The exact cause of most forms of juvenile arthritis remains elusive. Currently, there is no evidence suggesting that factors such as foods, toxins, allergies, or vitamin deficiencies contribute to any type of juvenile arthritis. Most experts believe that juvenile idiopathic arthritis (JIA), the most common type, is triggered by a combination of factors, including an overly active immune system, viral or bacterial infections, and genetic predisposition.
Autoimmune Process: Juvenile arthritis is classified as an autoimmune disorder, wherein the body’s immune system mistakenly attacks its own cells and tissues, considering them foreign invaders. In the case of juvenile arthritis, the immune system targets joint tissues, resulting in inflammation characterized by redness, heat, pain, and swelling.
Viral or Bacterial Infections: It is theorized that certain viral or bacterial infections may serve as triggers for the development of juvenile arthritis in individuals with a genetic predisposition. While studies have investigated the potential role of various pathogens such as mycoplasmas, cytomegalovirus, parvovirus, Epstein-Barr virus, and rubella virus, conclusive evidence linking specific infections to juvenile arthritis is currently lacking.
Genetic (Inherited) Factors: Children with a family history of JIA are believed to have a higher risk of developing the condition themselves. Observations of increased occurrence of other autoimmune diseases among relatives of children with JIA suggest a genetic susceptibility to autoimmune disorders, including JIA.

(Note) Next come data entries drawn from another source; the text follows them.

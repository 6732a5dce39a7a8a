//! RO-Crate Profile Tools
//!
//! This library generates cross-referenced markdown documentation from an
//! RO-Crate *profile crate* and validates arbitrary target crates against
//! it.
//!
//! # Overview
//!
//! A profile crate describes a metadata shape: `rdfs:Class` and
//! `rdf:Property` entities with SHACL-style count constraints, plus
//! DefinedTermSet, ItemList and example resources. Documentation
//! generation runs as a single pass:
//!
//! 1. Index the profile's entities by type and reverse edge ([`graph`])
//! 2. Parse class and property rules ([`rules`])
//! 3. Build markdown fragments per section ([`sections`], [`tables`]),
//!    threading the examples-by-class cross-reference from example
//!    extraction into class rendering
//! 4. Substitute the fragments into a `${rules.KEY}` template
//!    ([`template`])
//!
//! Validation reuses the parsed rules: each class rule counts its
//! instances in the target crate and checks its required properties,
//! collecting findings as data rather than errors.
//!
//! # Usage
//!
//! ```ignore
//! use rocrate_profile_tools::{load_document, DocInputs, EntityGraph, RuleSet};
//!
//! let doc = load_document("profiles/ro-crate/profile-crate/ro-crate-metadata.json")?;
//! let graph = EntityGraph::from_document(&doc)?;
//! let rules = RuleSet::parse(&graph);
//!
//! let rendered = rocrate_profile_tools::generate_docs(&graph, &rules, &DocInputs {
//!     template: "# Profile\n${rules.all}",
//!     template_path: "profile-text.md",
//!     profile_path: "profile-crate/ro-crate-metadata.json",
//!     branch: "main",
//! })?;
//! ```

pub mod anchor;
pub mod docgen;
pub mod entity;
pub mod error;
pub mod graph;
pub mod load;
pub mod provenance;
pub mod rules;
pub mod sections;
pub mod tables;
pub mod template;
pub mod vocab;

// Re-export main types for convenience
pub use crate::anchor::anchor;
pub use crate::docgen::{generate_docs, DocInputs};
pub use crate::error::ProfileError;
pub use crate::graph::EntityGraph;
pub use crate::load::{is_url, load_document, parse_document};
pub use crate::provenance::current_branch;
pub use crate::rules::{ClassRule, Issue, PropertyRule, RuleSet, ValidationReport};
pub use crate::template::{render, Fragments};
//! Fragment map and placeholder substitution
//!
//! Documentation sections register named markdown fragments; the template
//! references them as `${rules.KEY}`. Missing keys render as empty strings
//! so optional sections never break the document.

use indexmap::IndexMap;
use once_cell::sync::Lazy;
use regex::{Captures, Regex};

static PLACEHOLDER: Lazy<Regex> =
    Lazy::new(|| Regex::new(r"\$\{rules\.([^}]+)\}").expect("placeholder pattern is valid"));

/// Semantic key for the combined class and property documentation
pub const KEY_ALL: &str = "all";
/// Semantic key for the examples section
pub const KEY_EXAMPLES: &str = "examples";
/// Aggregate key collecting every term-set fragment in processing order
pub const KEY_ALL_DEFINED_TERM_SETS: &str = "allDefinedTermSets";
/// Aggregate key collecting every item-list fragment in processing order
pub const KEY_ALL_ITEM_LISTS: &str = "allItemLists";
/// Semantic key for the root-entity requirements bullet list
pub const KEY_ROOT_DATA_ENTITY: &str = "rootDataEntity";
/// Semantic key for the provenance sentence
pub const KEY_PROVENANCE: &str = "provenance";

/// Named markdown fragments produced during one generation run
///
/// Keys are either semantic (`all`, `examples`, ...) or entity ids.
/// Insertion order is preserved; `insert` is write-once, aggregates grow
/// through `append`.
#[derive(Debug, Default)]
pub struct Fragments {
    map: IndexMap<String, String>,
}

impl Fragments {
    pub fn new() -> Self {
        Self::default()
    }

    /// Register a fragment; the first writer for a key wins
    pub fn insert(&mut self, key: impl Into<String>, fragment: impl Into<String>) {
        self.map.entry(key.into()).or_insert_with(|| fragment.into());
    }

    /// Append to an aggregate fragment, creating it if absent
    pub fn append(&mut self, key: impl Into<String>, fragment: &str) {
        self.map.entry(key.into()).or_default().push_str(fragment);
    }

    pub fn get(&self, key: &str) -> Option<&str> {
        self.map.get(key).map(String::as_str)
    }
}

/// Substitute `${rules.KEY}` placeholders with registered fragments
///
/// Unregistered keys substitute the empty string.
pub fn render(template: &str, fragments: &Fragments) -> String {
    PLACEHOLDER
        .replace_all(template, |caps: &Captures| {
            fragments.get(&caps[1]).unwrap_or_default().to_string()
        })
        .into_owned()
}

Other Forms of Juvenile Arthritis: Conditions such as juvenile spondyloarthropathies, juvenile psoriatic arthritis, juvenile dermatomyositis, and juvenile systemic lupus erythematosus are also thought to arise from autoimmune processes and genetic predisposition. These conditions involve inflammation and affect various parts of the body, including the joints, muscles, skin, and internal organs.